William Kropkof was tasked with delivering the TRO, demanding Mr. Hyde vacate the premises, and securing the offices of ISI.

Employees were to be removed from the office while maintaining files, records and computers. As the office was closed down, employees were required to leave without touching computers which were now evidence in the case.

The ordeal took place over several hours and faced much resistance. William recalls John Hyde on the phone with his attorneys, fighting the charges and the court order, until finally he and his daughter surrendered the office and documents.

Once the office was clear, William had to call a locksmith. The next step was to change the office locks, so nothing could get in or out, and he alone was to gather paper records and computers needed to complete the case.

After the evidence was secure, William got to work building records on unpaid claims, and conducted a financial reconciliation of how premiums were being collected and used.

Later on, he would have to take the stand as a witness in federal court and testify for 3 hours to explain his findings, and face cross-examination.

When all was said and done, ISI was found to have $16 Million Dollars in unpaid claims. In addition, John B. Hyde was indicted by a federal grand jury after he pled guilty to 64-counts of health care fraud, mail fraud and money laundering under a scheme in which he sold fraudulent health plans and used the premiums to pay for personal expenses and salaries to his family members.

As the US Department of Justice reported in their 2004 press release on the case: “The victims purchased health insurance plans from Mr. Hyde’s company, only to discover after illnesses or accidents that their health insurance was essentially worthless and that the premiums they paid had been diverted to benefit Mr. Hyde and his family.”

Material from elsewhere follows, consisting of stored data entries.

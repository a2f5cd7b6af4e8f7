//! Module Exports
//!
//! This file exports the control modules of the teleop core and the
//! `TeleopController` that chains them once per cycle.
//!
//! - `joystick`: button edge/latch tracking and the input collaborator trait
//! - `direction`: priority-ordered classification into discrete directions
//! - `drive`: drive subsystem interface and task state
//! - `arbiter`: manual command versus active task arbitration
//! - `camera`: camera tilt nudge over a PWM servo channel

pub mod arbiter;
pub mod camera;
pub mod direction;
pub mod drive;
pub mod joystick;

pub use arbiter::{ArbiterAction, TaskArbiter};
pub use camera::CameraTilt;
pub use direction::{DirectionClassifier, DriveDirection};
pub use drive::{DriveCommand, DriveSubsystem, TaskState};
pub use joystick::{Button, ControllerInput, RawJoystick, SimpleJoystick};

use crate::utils::{
    config::DriveConfig,
    math::{
        vector::{DriveVector, JoystickSample},
        voltage::VoltageScaler,
    },
};

/// Everything one teleop cycle computed and did.
#[derive(Debug, Clone, Copy, PartialEq)]
pub struct CycleReport {
    pub sample: JoystickSample,
    pub vector: DriveVector,
    pub command: DriveCommand,
    pub action: ArbiterAction,
}

/// Teleop pipeline: interpret, classify, scale, arbitrate.
pub struct TeleopController {
    config: DriveConfig,
    scaler: VoltageScaler,
    classifier: DirectionClassifier,
    arbiter: TaskArbiter,
}

impl TeleopController {
    pub fn new(config: DriveConfig) -> Self {
        Self {
            scaler: VoltageScaler::new(&config),
            classifier: DirectionClassifier::new(&config),
            arbiter: TaskArbiter::new(),
            config,
        }
    }

    pub fn config(&self) -> &DriveConfig {
        &self.config
    }

    /// Compute the manual command for a sample without touching any subsystem.
    pub fn command_for(
        &self,
        sample: &JoystickSample,
    ) -> (DriveVector, DriveCommand) {
        let vector = sample.vector();
        let direction = self.classifier.classify(sample, &vector);
        let voltage = self.scaler.output_voltage(sample, &vector, direction);
        (vector, DriveCommand { direction, voltage })
    }

    /// One teleop cycle against the given collaborators.
    pub fn teleop_periodic<C, D>(
        &mut self,
        input: &C,
        drive: &mut D,
    ) -> CycleReport
    where
        C: ControllerInput + ?Sized,
        D: DriveSubsystem,
    {
        let sample = JoystickSample::capture(input);
        let (vector, command) = self.command_for(&sample);
        let action = self
            .arbiter
            .arbitrate(drive, command, sample.buttons.freeze);

        tracing::debug!(
            angle = vector.angle_deg,
            magnitude = vector.magnitude,
            twist = vector.twist,
            ?command,
            ?action,
            "teleop cycle"
        );

        CycleReport {
            sample,
            vector,
            command,
            action,
        }
    }

    /// Issue the configured autonomous task, bypassing the classifier.
    pub fn autonomous_init<D: DriveSubsystem>(
        &mut self,
        drive: &mut D,
    ) {
        let auto = self.config.autonomous;
        drive.set_max_voltage(auto.voltage);
        drive.issue_autonomous_task(auto.direction, auto.target);
        tracing::info!(
            direction = ?auto.direction,
            voltage = auto.voltage,
            target = auto.target,
            "autonomous task issued"
        );
    }

    /// Feed the autonomous task until the drive subsystem reports it finished,
    /// then idle for the rest of the phase.
    pub fn autonomous_periodic<D: DriveSubsystem>(
        &mut self,
        drive: &mut D,
    ) -> ArbiterAction {
        drive.check_task_completion();
        if drive.current_task_state().is_active() {
            drive.continue_active_task();
            ArbiterAction::ContinueTask
        } else {
            ArbiterAction::Idle
        }
    }
}
//! Simulated mecanum drive subsystem.
//!
//! Stands in for the four motor controllers: it mixes each discrete direction
//! into per-wheel voltages under the current voltage limit, and runs
//! move-to-location tasks whose progress grows with every keep-alive feed.

use mwb_core::utils::controllers::{DriveDirection, DriveSubsystem, TaskState};

/// Distance units covered per volt per fed cycle.
const DISTANCE_PER_VOLT_CYCLE: f32 = 0.01;

/// Wheel voltages in front-left, front-right, back-left, back-right order.
pub type WheelVoltages = [f32; 4];

/// Unit wheel mix for a direction, before the voltage limit is applied.
///
/// Positive drives the wheel forward. Forward/strafe/yaw components are mixed
/// as `fl = f + s + r`, `fr = f - s - r`, `bl = f - s + r`, `br = f + s - r`.
pub fn wheel_mix(direction: DriveDirection) -> WheelVoltages {
    let (f, s, r): (f32, f32, f32) = match direction {
        DriveDirection::Stop => (0.0, 0.0, 0.0),
        DriveDirection::Forward => (1.0, 0.0, 0.0),
        DriveDirection::Reverse => (-1.0, 0.0, 0.0),
        DriveDirection::Right => (0.0, 1.0, 0.0),
        DriveDirection::Left => (0.0, -1.0, 0.0),
        DriveDirection::ForwardRight => (1.0, 1.0, 0.0),
        DriveDirection::ForwardLeft => (1.0, -1.0, 0.0),
        DriveDirection::BackRight => (-1.0, 1.0, 0.0),
        DriveDirection::BackLeft => (-1.0, -1.0, 0.0),
        DriveDirection::RotateRight => (0.0, 0.0, 1.0),
        DriveDirection::RotateLeft => (0.0, 0.0, -1.0),
    };
    let mix = [f + s + r, f - s - r, f - s + r, f + s - r];
    let peak = mix.iter().fold(1.0f32, |m, w| m.max(w.abs()));
    mix.map(|w| w / peak)
}

/// Move-to-location task payload.
#[derive(Debug, Clone, Copy, PartialEq)]
pub struct MoveTask {
    pub direction: DriveDirection,
    pub target: f32,
    pub progress: f32,
}

pub struct SimMecanumDrive {
    enabled: bool,
    max_voltage: f32,
    state: TaskState<MoveTask>,
    wheels: WheelVoltages,
}

impl SimMecanumDrive {
    pub fn new(startup_voltage: f32) -> Self {
        Self {
            enabled: false,
            max_voltage: startup_voltage,
            state: TaskState::Stop,
            wheels: [0.0; 4],
        }
    }

    pub fn enable(&mut self) {
        self.enabled = true;
        tracing::info!("drive enabled");
    }

    /// Disable and zero every wheel; the task state is kept.
    pub fn disable(&mut self) {
        self.enabled = false;
        self.wheels = [0.0; 4];
        tracing::info!("drive disabled");
    }

    pub fn wheels(&self) -> WheelVoltages {
        self.wheels
    }

    pub fn max_voltage(&self) -> f32 {
        self.max_voltage
    }

    pub fn state(&self) -> &TaskState<MoveTask> {
        &self.state
    }

    fn apply(
        &mut self,
        direction: DriveDirection,
    ) {
        self.wheels = if self.enabled {
            wheel_mix(direction).map(|w| w * self.max_voltage)
        } else {
            [0.0; 4]
        };
    }
}

impl DriveSubsystem for SimMecanumDrive {
    type Task = MoveTask;

    fn set_max_voltage(
        &mut self,
        volts: f32,
    ) {
        self.max_voltage = volts;
    }

    fn issue_direction(
        &mut self,
        direction: DriveDirection,
    ) {
        if let TaskState::Active(task) = &self.state {
            tracing::warn!(?task, "manual command replaced an active task");
        }
        self.state = match direction {
            DriveDirection::Stop => TaskState::Stop,
            _ => TaskState::ManualDrive,
        };
        self.apply(direction);
    }

    fn continue_active_task(&mut self) {
        let TaskState::Active(mut task) = self.state else {
            return;
        };
        if self.enabled {
            task.progress += self.max_voltage * DISTANCE_PER_VOLT_CYCLE;
        }
        self.state = TaskState::Active(task);
        self.apply(task.direction);
    }

    fn check_task_completion(&mut self) {
        if let TaskState::Active(task) = self.state {
            if task.progress >= task.target {
                tracing::info!(?task, "drive task finished");
                self.state = TaskState::TaskFinished;
                self.wheels = [0.0; 4];
            }
        }
    }

    fn current_task_state(&self) -> TaskState<&Self::Task> {
        self.state.as_ref()
    }

    fn issue_autonomous_task(
        &mut self,
        direction: DriveDirection,
        target: f32,
    ) {
        let task = MoveTask {
            direction,
            target,
            progress: 0.0,
        };
        tracing::info!(?task, "drive task started");
        self.state = TaskState::Active(task);
        self.apply(direction);
    }
}
//! Scripted driver station.
//!
//! A script lists how long the robot stays disabled and autonomous, then a
//! sequence of teleop segments, each holding both sticks in one position for a
//! number of cycles. Example:
//!
//! ```json
//! {
//!   "disabled_cycles": 5,
//!   "autonomous_cycles": 60,
//!   "teleop": [
//!     { "cycles": 25, "primary": { "y": 1.0, "throttle": -1.0 } },
//!     { "cycles": 10, "primary": { "twist": 0.8 }, "secondary": { "held": ["camera_lock"] } }
//!   ]
//! }
//! ```

use std::path::Path;

use mwb_core::utils::controllers::{Button, RawJoystick};
use serde::{Deserialize, de::DeserializeOwned};

use crate::error::AppError;

/// Lifecycle phase the driver station selects.
#[derive(Debug, Clone, Copy, PartialEq, Eq)]
pub enum Phase {
    Disabled,
    Autonomous,
    Teleop,
}

/// One tick of driver-station output.
#[derive(Debug, Clone, Copy)]
pub struct StationFrame {
    pub phase: Phase,
    pub primary: RawJoystick,
    pub secondary: RawJoystick,
}

/// Stick position and held buttons as written in a script.
#[derive(Debug, Clone, Default, Deserialize)]
#[serde(default)]
pub struct StickInput {
    pub x: f32,
    pub y: f32,
    pub twist: f32,
    /// Raw throttle axis; `-1.0` is full throttle.
    pub throttle: f32,
    pub held: Vec<Button>,
}

impl StickInput {
    pub fn to_raw(&self) -> RawJoystick {
        let raw = RawJoystick {
            x: self.x,
            y: self.y,
            twist: self.twist,
            throttle: self.throttle,
            buttons: 0,
        };
        self.held.iter().fold(raw, |raw, &b| raw.with_held(b))
    }
}

#[derive(Debug, Clone, Deserialize)]
pub struct Segment {
    pub cycles: u32,
    #[serde(default)]
    pub primary: StickInput,
    #[serde(default)]
    pub secondary: StickInput,
}

#[derive(Debug, Clone, Deserialize)]
pub struct Script {
    #[serde(default = "default_disabled_cycles")]
    pub disabled_cycles: u32,
    #[serde(default = "default_autonomous_cycles")]
    pub autonomous_cycles: u32,
    pub teleop: Vec<Segment>,
}

fn default_disabled_cycles() -> u32 {
    5
}

fn default_autonomous_cycles() -> u32 {
    100
}

impl Script {
    pub fn load(path: &Path) -> Result<Self, AppError> {
        load_json::<Script>(path)?.validate()
    }

    fn validate(self) -> Result<Self, AppError> {
        if let Some(i) = self.teleop.iter().position(|s| s.cycles == 0) {
            return Err(AppError::EmptySegment(i));
        }
        Ok(self)
    }

    /// Built-in demo: drive the compass, spin, try the overrides.
    pub fn demo() -> Self {
        let stick = |x: f32, y: f32, twist: f32, held: &[Button]| StickInput {
            x,
            y,
            twist,
            throttle: -0.5,
            held: held.to_vec(),
        };
        let seg = |cycles: u32, primary: StickInput| Segment {
            cycles,
            primary,
            secondary: StickInput::default(),
        };

        Script {
            disabled_cycles: default_disabled_cycles(),
            autonomous_cycles: default_autonomous_cycles(),
            teleop: vec![
                seg(25, stick(0.0, 1.0, 0.0, &[])),
                seg(25, stick(0.7, 0.7, 0.0, &[])),
                seg(25, stick(1.0, 0.0, 0.0, &[])),
                seg(25, stick(0.0, -1.0, 0.0, &[])),
                seg(10, stick(0.0, 0.0, 0.0, &[])),
                seg(25, stick(0.0, 0.0, 0.8, &[])),
                seg(25, stick(0.0, 0.0, 0.0, &[Button::RotateLeft])),
                seg(1, stick(0.0, 1.0, 0.0, &[Button::Turbo])),
                seg(25, stick(0.0, 1.0, 0.0, &[])),
                seg(1, stick(-1.0, 0.0, 0.0, &[Button::Freeze])),
                seg(25, stick(-1.0, 0.0, 0.0, &[])),
                seg(1, stick(0.0, 0.0, 0.0, &[Button::Freeze])),
                Segment {
                    cycles: 1,
                    primary: StickInput::default(),
                    secondary: StickInput {
                        held: vec![Button::CameraLock],
                        ..StickInput::default()
                    },
                },
                Segment {
                    cycles: 20,
                    primary: StickInput::default(),
                    secondary: StickInput {
                        y: 0.75,
                        ..StickInput::default()
                    },
                },
            ],
        }
    }

    /// Expand the script into one frame per control cycle.
    pub fn frames(&self) -> impl Iterator<Item = StationFrame> + '_ {
        let idle = |phase, cycles| {
            (0..cycles).map(move |_| StationFrame {
                phase,
                primary: RawJoystick::default(),
                secondary: RawJoystick::default(),
            })
        };
        let teleop = self.teleop.iter().flat_map(|seg| {
            let frame = StationFrame {
                phase: Phase::Teleop,
                primary: seg.primary.to_raw(),
                secondary: seg.secondary.to_raw(),
            };
            (0..seg.cycles).map(move |_| frame)
        });

        idle(Phase::Disabled, self.disabled_cycles)
            .chain(idle(Phase::Autonomous, self.autonomous_cycles))
            .chain(teleop)
    }
}

/// Read and deserialize a JSON file.
pub fn load_json<T: DeserializeOwned>(path: &Path) -> Result<T, AppError> {
    let text = std::fs::read_to_string(path).map_err(|source| AppError::Io {
        path: path.to_path_buf(),
        source,
    })?;
    serde_json::from_str(&text).map_err(|source| AppError::Json {
        path: path.to_path_buf(),
        source,
    })
}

When the proceedings concluded, John B. Hyde was sentenced to 4 years in federal prison.

Now, The ERISA Advisory Group Helps Private Employers Stay Out Of Trouble By Keeping Their Plans In Compliance

After the case involving Interstate Services Incorporated wrapped up, William realized he could have a much bigger impact as an ERISA Independent Fiduciary than a TPA service provider.

While TPA services were a steady business, the duties involved are limited to ministerial tasks for plan administration. Whereas, an Independent Fiduciary can take on a much larger role by assuming fiduciary liability for the plan, and being there full time to prevent problems with ERISA compliance.

In other words, he could make sure honest business owners wouldn’t one day find themselves in the position of someone like John Hyde…

Having experienced 7 years of plan audits at the DOL, and now seeing first-hand what it was like to go into a business and shut the place down for breaking the law, William was in a unique position to help protect companies rather than bust them.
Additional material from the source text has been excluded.